The UK's three major spy agencies have been covertly collecting personal data about British citizens en masse since the 1990s and haven't always followed their own protocols about its use, according to documents published online Thursday.

Privacy International, a rights group that has scrutinized the agencies since 2013, when whistleblower Edward Snowden revealed governments' widespread spying on average citizens, published almost 80 previously secret files from GCHQ, MI5 and MI6.

The files, released to the group in response to a legal complaint filed last year, provide new insights into an activity known as "bulk personal dataset" collection. The information comprises detailed medical, travel and financial records, communications data and the contents of emails and phone calls, even for people the agencies acknowledged in the documents are "unlikely to be of intelligence or security interest."
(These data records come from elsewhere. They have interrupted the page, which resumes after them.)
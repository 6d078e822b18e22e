use async_trait::async_trait;
use loopeval_core::evaluator::{ModelConfig, PromptMessage};
use loopeval_core::model::TokenUsage;
use serde::{Deserialize, Serialize};

pub mod fake;
pub mod openai;

#[derive(Debug, Clone, PartialEq, Serialize, Deserialize, Default)]
pub struct ChatRequest {
    pub messages: Vec<PromptMessage>,
    #[serde(default)]
    pub model: ModelConfig,
    #[serde(default)]
    pub tools: Vec<serde_json::Value>,
}

#[derive(Debug, Clone, PartialEq, Serialize, Deserialize, Default)]
pub struct ChatResponse {
    pub text: String,
    pub model: String,
    #[serde(default)]
    pub usage: TokenUsage,
}

#[async_trait]
pub trait LlmClient: Send + Sync {
    /// `Err` means the provider could not produce a completion.
    async fn chat(&self, req: &ChatRequest) -> anyhow::Result<ChatResponse>;
    fn provider_name(&self) -> &'static str;
}

/// Stands in when no provider is configured; every call fails as an outage.
pub struct Unconfigured;

#[async_trait]
impl LlmClient for Unconfigured {
    async fn chat(&self, _req: &ChatRequest) -> anyhow::Result<ChatResponse> {
        anyhow::bail!("no llm provider configured")
    }

    fn provider_name(&self) -> &'static str {
        "none"
    }
}
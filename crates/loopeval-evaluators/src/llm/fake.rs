use super::{ChatRequest, ChatResponse, LlmClient};
use async_trait::async_trait;
use loopeval_core::model::TokenUsage;
use std::collections::VecDeque;
use std::sync::Mutex;

/// Scripted client for tests and offline runs.
///
/// Queued replies are served in order; once the queue is empty every call
/// gets the fallback text. Queued `None` entries simulate a provider outage.
pub struct FakeLlm {
    queue: Mutex<VecDeque<Option<String>>>,
    fallback: String,
    requests: Mutex<Vec<ChatRequest>>,
}

impl FakeLlm {
    pub fn new(fallback: impl Into<String>) -> Self {
        Self {
            queue: Mutex::new(VecDeque::new()),
            fallback: fallback.into(),
            requests: Mutex::new(Vec::new()),
        }
    }

    pub fn reply(self, text: impl Into<String>) -> Self {
        self.push(Some(text.into()));
        self
    }

    pub fn outage(self) -> Self {
        self.push(None);
        self
    }

    fn push(&self, entry: Option<String>) {
        if let Ok(mut q) = self.queue.lock() {
            q.push_back(entry);
        }
    }

    /// Requests seen so far, oldest first.
    pub fn requests(&self) -> Vec<ChatRequest> {
        self.requests.lock().map(|r| r.clone()).unwrap_or_default()
    }
}

#[async_trait]
impl LlmClient for FakeLlm {
    async fn chat(&self, req: &ChatRequest) -> anyhow::Result<ChatResponse> {
        self.requests
            .lock()
            .map_err(|_| anyhow::anyhow!("fake llm poisoned"))?
            .push(req.clone());
        let next = self
            .queue
            .lock()
            .map_err(|_| anyhow::anyhow!("fake llm poisoned"))?
            .pop_front();
        let text = match next {
            Some(Some(t)) => t,
            Some(None) => anyhow::bail!("fake provider outage"),
            None => self.fallback.clone(),
        };
        let input_tokens: usize = req.messages.iter().map(|m| m.content.split_whitespace().count()).sum();
        Ok(ChatResponse {
            usage: TokenUsage {
                input_tokens: input_tokens as i64,
                output_tokens: text.split_whitespace().count() as i64,
            },
            model: if req.model.model.is_empty() {
                "fake".into()
            } else {
                req.model.model.clone()
            },
            text,
        })
    }

    fn provider_name(&self) -> &'static str {
        "fake"
    }
}

#[cfg(test)]
mod tests {
    use super::*;

    #[tokio::test]
    async fn test_queue_then_fallback() {
        let llm = FakeLlm::new("default").reply("first").outage();
        let req = ChatRequest::default();
        assert_eq!(llm.chat(&req).await.unwrap().text, "first");
        assert!(llm.chat(&req).await.is_err());
        assert_eq!(llm.chat(&req).await.unwrap().text, "default");
        assert_eq!(llm.requests().len(), 3);
    }
}
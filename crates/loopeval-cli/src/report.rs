use loopeval_core::model::{AggregateData, AggregatorType, ExptAggregateResult, ExptStats, Experiment, TurnResult};
use serde::Serialize;
use std::collections::BTreeMap;

/// One evaluator's outcome with its threshold verdict.
#[derive(Debug, Clone, Serialize)]
pub struct EvaluatorSummary {
    pub name: String,
    pub evaluator_version_id: i64,
    pub average: Option<f64>,
    pub scored: i64,
    #[serde(skip_serializing_if = "Option::is_none")]
    pub threshold: Option<f64>,
    pub passed: bool,
}

#[derive(Debug, Clone, Serialize)]
pub struct RunReport {
    pub experiment: Experiment,
    pub stats: Option<ExptStats>,
    pub evaluators: Vec<EvaluatorSummary>,
    pub aggregates: Vec<ExptAggregateResult>,
}

impl RunReport {
    pub fn all_passed(&self) -> bool {
        self.evaluators.iter().all(|e| e.passed)
    }
}

fn scored_count(agg: &ExptAggregateResult) -> i64 {
    agg.results
        .iter()
        .find_map(|r| match &r.data {
            AggregateData::Value { count, .. } => Some(*count),
            AggregateData::Distribution { .. } => None,
        })
        .unwrap_or(0)
}

pub fn summarize(
    names: &BTreeMap<i64, String>,
    thresholds: &BTreeMap<String, f64>,
    aggregates: &[ExptAggregateResult],
) -> Vec<EvaluatorSummary> {
    names
        .iter()
        .map(|(id, name)| {
            let agg = aggregates.iter().find(|a| a.evaluator_version_id == *id);
            let average = agg
                .and_then(|a| a.get(AggregatorType::Average))
                .and_then(|r| r.value());
            let threshold = thresholds.get(name).copied();
            let passed = match threshold {
                Some(min) => average.map(|a| a + 1e-9 >= min).unwrap_or(false),
                None => true,
            };
            EvaluatorSummary {
                name: name.clone(),
                evaluator_version_id: *id,
                average,
                scored: agg.map(scored_count).unwrap_or(0),
                threshold,
                passed,
            }
        })
        .collect()
}

pub fn print_summary(report: &RunReport) {
    let e = &report.experiment;
    eprintln!("\nExperiment {} ({}) finished: {}", e.name, e.id, e.status.as_str());
    if let Some(s) = &report.stats {
        eprintln!(
            "Items: {} total, {} success, {} failed, {} terminated",
            s.total_cnt, s.success_cnt, s.failed_cnt, s.terminated_cnt
        );
        eprintln!("Tokens: {} in / {} out", s.input_tokens, s.output_tokens);
    }
    for ev in &report.evaluators {
        let icon = if ev.passed { "✅" } else { "❌" };
        let avg = ev
            .average
            .map(|a| format!("{:.3}", a))
            .unwrap_or_else(|| "n/a".into());
        let min = ev
            .threshold
            .map(|t| format!(" (min {:.3})", t))
            .unwrap_or_default();
        eprintln!("{} {:<24} avg {}{}  scored {}", icon, ev.name, avg, min, ev.scored);
    }
}

pub fn print_turns(turns: &[TurnResult], names: &BTreeMap<i64, String>) {
    for t in turns {
        let cells: Vec<String> = t
            .evaluator_results
            .iter()
            .map(|(id, cell)| {
                let name = names.get(id).cloned().unwrap_or_else(|| id.to_string());
                match (cell.effective_score(), &cell.error) {
                    (Some(s), _) => format!("{}={:.3}", name, s),
                    (None, Some(err)) => format!("{}=error({})", name, err.message),
                    (None, None) => format!("{}=-", name),
                }
            })
            .collect();
        eprintln!("item {} turn {} [{}] {}", t.item_id, t.turn_id, t.status.as_str(), cells.join("  "));
    }
}
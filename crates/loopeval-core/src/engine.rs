//! Wiring: one store, one bus, and the handlers that consume it.

use crate::aggregate::ResultAggregator;
use crate::config::EngineConfig;
use crate::context::{new_trace_id, Ctx};
use crate::dataset::{EvalSetProvider, MemoryEvalSets};
use crate::dispatcher::{Dispatcher, RetryPolicy};
use crate::errors::{EvalError, EvalResult};
use crate::evaluator::{EvaluatorRegistry, EvaluatorService};
use crate::events::{publish_event, EventBus, ExptScheduleEvent, MemoryEventBus};
use crate::gc::Janitor;
use crate::idempotency::{dispatch_key, item_eval_key, IdempotencyStore, SqliteIdempotency};
use crate::idgen::{IdGenerator, SnowflakeIds};
use crate::lock::SqliteLock;
use crate::manager::ExperimentManager;
use crate::model::{EvalMode, Experiment, ExptAggregateResult, ExptId, ExptStatus, RunState, SpaceId};
use crate::moderation::{AllowAll, ContentModerator};
use crate::quota::QuotaService;
use crate::result_view::ResultView;
use crate::scheduler::Scheduler;
use crate::service::ExperimentService;
use crate::status_cache::StatusProbe;
use crate::storage::Store;
use crate::target::service::EvalTargetService;
use crate::target::TargetRegistry;
use crate::worker::ItemEvaluator;
use std::sync::Arc;
use std::time::{Duration, Instant};
use tokio::sync::{watch, Mutex};
use tokio::task::JoinHandle;

const WAIT_POLL: Duration = Duration::from_millis(20);
const RESUME_SCAN: usize = 100_000;

pub struct EngineBuilder {
    store: Store,
    cfg: EngineConfig,
    eval_sets: Option<Arc<dyn EvalSetProvider>>,
    targets: TargetRegistry,
    evaluators: EvaluatorRegistry,
    moderator: Arc<dyn ContentModerator>,
    bus: Option<Arc<dyn EventBus>>,
    ids: Option<Arc<dyn IdGenerator>>,
}

impl EngineBuilder {
    pub fn new(store: Store, cfg: EngineConfig) -> Self {
        Self {
            store,
            cfg,
            eval_sets: None,
            targets: TargetRegistry::new(),
            evaluators: EvaluatorRegistry::new(),
            moderator: Arc::new(AllowAll),
            bus: None,
            ids: None,
        }
    }

    pub fn eval_sets(mut self, provider: Arc<dyn EvalSetProvider>) -> Self {
        self.eval_sets = Some(provider);
        self
    }

    pub fn targets(mut self, registry: TargetRegistry) -> Self {
        self.targets = registry;
        self
    }

    pub fn evaluators(mut self, registry: EvaluatorRegistry) -> Self {
        self.evaluators = registry;
        self
    }

    pub fn moderator(mut self, moderator: Arc<dyn ContentModerator>) -> Self {
        self.moderator = moderator;
        self
    }

    pub fn bus(mut self, bus: Arc<dyn EventBus>) -> Self {
        self.bus = Some(bus);
        self
    }

    pub fn ids(mut self, ids: Arc<dyn IdGenerator>) -> Self {
        self.ids = Some(ids);
        self
    }

    pub fn build(self) -> EvalResult<Engine> {
        let cfg = Arc::new(self.cfg.validated()?);
        let store = self.store;
        store.init_schema()?;
        let ids = self.ids.unwrap_or_else(|| Arc::new(SnowflakeIds::default()));
        let eval_sets = self
            .eval_sets
            .unwrap_or_else(|| Arc::new(MemoryEvalSets::new(ids.clone())));
        let bus = self.bus.unwrap_or_else(|| Arc::new(MemoryEventBus::new()));
        let idem: Arc<dyn IdempotencyStore> = Arc::new(SqliteIdempotency::new(store.clone()));
        let lock = Arc::new(SqliteLock::new(store.clone()));
        let quota = QuotaService::new(store.clone(), cfg.default_space_quota);
        let probe = StatusProbe::new(store.clone(), cfg.status_cache_ttl());

        let manager = ExperimentManager::new(
            store.clone(),
            quota.clone(),
            bus.clone(),
            idem.clone(),
            ids.clone(),
            eval_sets.clone(),
            self.moderator.clone(),
            probe,
            cfg.clone(),
        );
        let targets = EvalTargetService::new(
            store.clone(),
            Arc::new(self.targets),
            ids.clone(),
            cfg.turn_timeout(),
        );
        let evaluators = EvaluatorService::new(
            store.clone(),
            Arc::new(self.evaluators),
            ids.clone(),
            self.moderator,
            cfg.moderation_on_error,
            bus.clone(),
            cfg.turn_timeout(),
        );
        let scheduler = Scheduler::new(manager.clone(), idem.clone(), lock, bus.clone(), cfg.clone());
        let worker = ItemEvaluator::new(
            manager.clone(),
            targets.clone(),
            evaluators.clone(),
            idem.clone(),
            bus.clone(),
            cfg.clone(),
        );
        let aggregator = ResultAggregator::new(store.clone());
        let results = ResultView::new(store.clone(), eval_sets.clone());
        let janitor = Janitor::new(store.clone(), cfg.deleted_retention(), cfg.stale_item_after());
        let (shutdown, _) = watch::channel(false);

        Ok(Engine {
            store,
            cfg,
            bus,
            eval_sets,
            manager,
            scheduler,
            worker,
            aggregator,
            targets,
            evaluators,
            results,
            janitor,
            quota,
            idem,
            shutdown,
            handles: Mutex::new(Vec::new()),
        })
    }
}

pub struct Engine {
    store: Store,
    cfg: Arc<EngineConfig>,
    bus: Arc<dyn EventBus>,
    eval_sets: Arc<dyn EvalSetProvider>,
    manager: ExperimentManager,
    scheduler: Scheduler,
    worker: ItemEvaluator,
    aggregator: ResultAggregator,
    targets: EvalTargetService,
    evaluators: EvaluatorService,
    results: ResultView,
    janitor: Janitor,
    quota: QuotaService,
    idem: Arc<dyn IdempotencyStore>,
    shutdown: watch::Sender<bool>,
    handles: Mutex<Vec<JoinHandle<()>>>,
}

impl Engine {
    pub fn store(&self) -> &Store {
        &self.store
    }

    pub fn config(&self) -> &EngineConfig {
        &self.cfg
    }

    pub fn bus(&self) -> &Arc<dyn EventBus> {
        &self.bus
    }

    pub fn eval_sets(&self) -> &Arc<dyn EvalSetProvider> {
        &self.eval_sets
    }

    pub fn manager(&self) -> &ExperimentManager {
        &self.manager
    }

    pub fn scheduler(&self) -> &Scheduler {
        &self.scheduler
    }

    pub fn worker(&self) -> &ItemEvaluator {
        &self.worker
    }

    pub fn aggregator(&self) -> &ResultAggregator {
        &self.aggregator
    }

    pub fn targets(&self) -> &EvalTargetService {
        &self.targets
    }

    pub fn evaluators(&self) -> &EvaluatorService {
        &self.evaluators
    }

    pub fn results(&self) -> &ResultView {
        &self.results
    }

    pub fn janitor(&self) -> &Janitor {
        &self.janitor
    }

    pub fn quota(&self) -> &QuotaService {
        &self.quota
    }

    pub fn experiments(&self) -> ExperimentService {
        ExperimentService::new(self.manager.clone(), self.results.clone())
    }

    /// Reconciles quota, resumes running experiments and spawns the consumers.
    pub async fn start(&self) -> EvalResult<()> {
        self.quota.reconcile()?;

        let retry = RetryPolicy {
            max_retries: self.cfg.retry.max_retries,
            backoff: self.cfg.backoff(),
        };
        let w = &self.cfg.workers;
        let mut spawned = Dispatcher::new(self.bus.clone(), retry)
            .register(Arc::new(self.scheduler.clone()), w.schedule)
            .register(Arc::new(self.worker.clone()), w.item_eval)
            .register(Arc::new(self.aggregator.clone()), w.aggregate)
            .spawn(self.shutdown.subscribe());
        spawned.push(self.spawn_gc());

        let resumed = self.resume_running().await?;
        tracing::info!(
            event = "engine.started",
            schedule_workers = w.schedule,
            item_workers = w.item_eval,
            aggregate_workers = w.aggregate,
            resumed,
        );
        self.handles.lock().await.extend(spawned);
        Ok(())
    }

    /// Re-enqueues a schedule event for every Processing experiment.
    async fn resume_running(&self) -> EvalResult<usize> {
        let running = self.store.experiments_in_status(&[ExptStatus::Processing])?;
        let trace_id = new_trace_id();
        let mut n = 0;
        for e in running {
            let Some(run_id) = e.latest_run_id else { continue };
            let mode = self
                .store
                .get_run_log(e.id, run_id)?
                .map(|l| l.mode)
                .unwrap_or(EvalMode::Submit);
            // Events queued before the restart are gone; free their items for redispatch.
            for item in self.store.list_item_results(e.id, &[RunState::Pending], RESUME_SCAN)? {
                self.idem.del(&dispatch_key(e.id, item.item_id, run_id))?;
                self.idem.del(&item_eval_key(e.id, item.item_id, None, run_id))?;
            }
            let ev = ExptScheduleEvent {
                expt_id: e.id,
                run_id,
                mode,
                space_id: e.space_id,
                retry_count: 0,
            };
            publish_event(self.bus.as_ref(), &ev, &trace_id).await?;
            n += 1;
        }
        Ok(n)
    }

    fn spawn_gc(&self) -> JoinHandle<()> {
        let janitor = self.janitor.clone();
        let every = self.cfg.gc_interval();
        let mut shutdown = self.shutdown.subscribe();
        tokio::spawn(async move {
            let mut tick = tokio::time::interval(every.max(Duration::from_millis(10)));
            tick.tick().await;
            loop {
                tokio::select! {
                    changed = shutdown.changed() => {
                        if changed.is_err() || *shutdown.borrow() {
                            break;
                        }
                    }
                    _ = tick.tick() => {
                        if let Err(e) = janitor.run_once() {
                            tracing::warn!(event = "gc.failed", error = %e);
                        }
                    }
                }
            }
        })
    }

    pub async fn shutdown(&self) {
        let _ = self.shutdown.send(true);
        let handles: Vec<_> = self.handles.lock().await.drain(..).collect();
        for h in handles {
            if let Err(e) = h.await {
                tracing::warn!(event = "engine.join_failed", error = %e);
            }
        }
        tracing::info!(event = "engine.stopped");
    }

    /// Polls until the experiment reaches a terminal status.
    pub async fn wait_for_terminal(&self, space_id: SpaceId, id: ExptId, timeout: Duration) -> EvalResult<Experiment> {
        let start = Instant::now();
        loop {
            let e = self.manager.get(space_id, id)?;
            if e.status.is_terminal() {
                return Ok(e);
            }
            if start.elapsed() >= timeout {
                return Err(EvalError::UpstreamUnavailable(format!(
                    "experiment {} still {} after {} ms",
                    id,
                    e.status.as_str(),
                    timeout.as_millis()
                )));
            }
            tokio::time::sleep(WAIT_POLL).await;
        }
    }

    /// Terminal experiment plus aggregates written after it ended.
    pub async fn wait_for_aggregates(
        &self,
        space_id: SpaceId,
        id: ExptId,
        timeout: Duration,
    ) -> EvalResult<(Experiment, Vec<ExptAggregateResult>)> {
        let start = Instant::now();
        let e = self.wait_for_terminal(space_id, id, timeout).await?;
        let ended = e.end_at.unwrap_or_default();
        loop {
            let aggs = self.store.get_aggregates(id)?;
            let fresh = aggs.len() >= e.evaluator_version_ids.len() && aggs.iter().all(|a| a.updated_at >= ended);
            if fresh {
                return Ok((e, aggs));
            }
            if start.elapsed() >= timeout {
                return Err(EvalError::UpstreamUnavailable(format!(
                    "aggregates for experiment {} not ready after {} ms",
                    id,
                    timeout.as_millis()
                )));
            }
            tokio::time::sleep(WAIT_POLL).await;
        }
    }

    /// System context for callers without a session, such as the CLI.
    pub fn system_ctx(&self) -> Ctx {
        Ctx::system()
    }
}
The newly published files reveal for the first time the extent of the data collected on average UK citizens. While most people have known for a while that British intelligence agencies monitor communications, few realized that the agencies seek out, store and search data as personal as National Health Service records and signatures of online petitions. The documents also show that the data has been collected regardless of whether a citizen may pose a threat to national security.

"This data is integrated into databases that could be used to build detailed profiles about all of us," Millie Graham Wood, legal officer at Privacy International, said in a statement. "The agencies themselves admit that the majority of data collected relates to individuals who are not a threat to national security or suspected of a crime."

None of the agencies provided details to Privacy International about the number of British citizens in the database. But internal memos contained in the documents reveal they include the families and friends of spy agency employees, as well as the staff members themselves.

Details of detected misuse of the personal data were reported in a newsletter -- part of the newly released documents -- that circulated internally among the Secret Intelligence Service, aka MI6, staff in September 2011.

"We've seen a few instances recently of individual users crossing the line with their database use for instance, looking up addresses in order to send birthday cards, checking passport details to organise personal travel, checking details of family members for personal reasons," the newsletter reads. "Another area of concern is the use of the database as 'convenient' way to check the personal details of colleagues when filling out Service forms on their behalf."

Staff members were reminded at the time, as well as in later memos, that misuse of the database could be illegal and could result in disciplinary action or dismissal.

Information about the existence of the data collection became public in a March 2015 report from the Parliament's Intelligence and Security Committee, which oversees the spy agencies. Committee members indicated in the report their concern over the absence of legal penalties for misuse of bulk personal datasets. The committee also noted that the data's collection had not been publicly acknowledged and that Parliament had not weighed in on privacy and safeguards. There was also concern that access to datasets didn't require approval from senior government ministers but was instead controlled internally.

MI5, MI6 and GCHQ did not respond to a request for comment.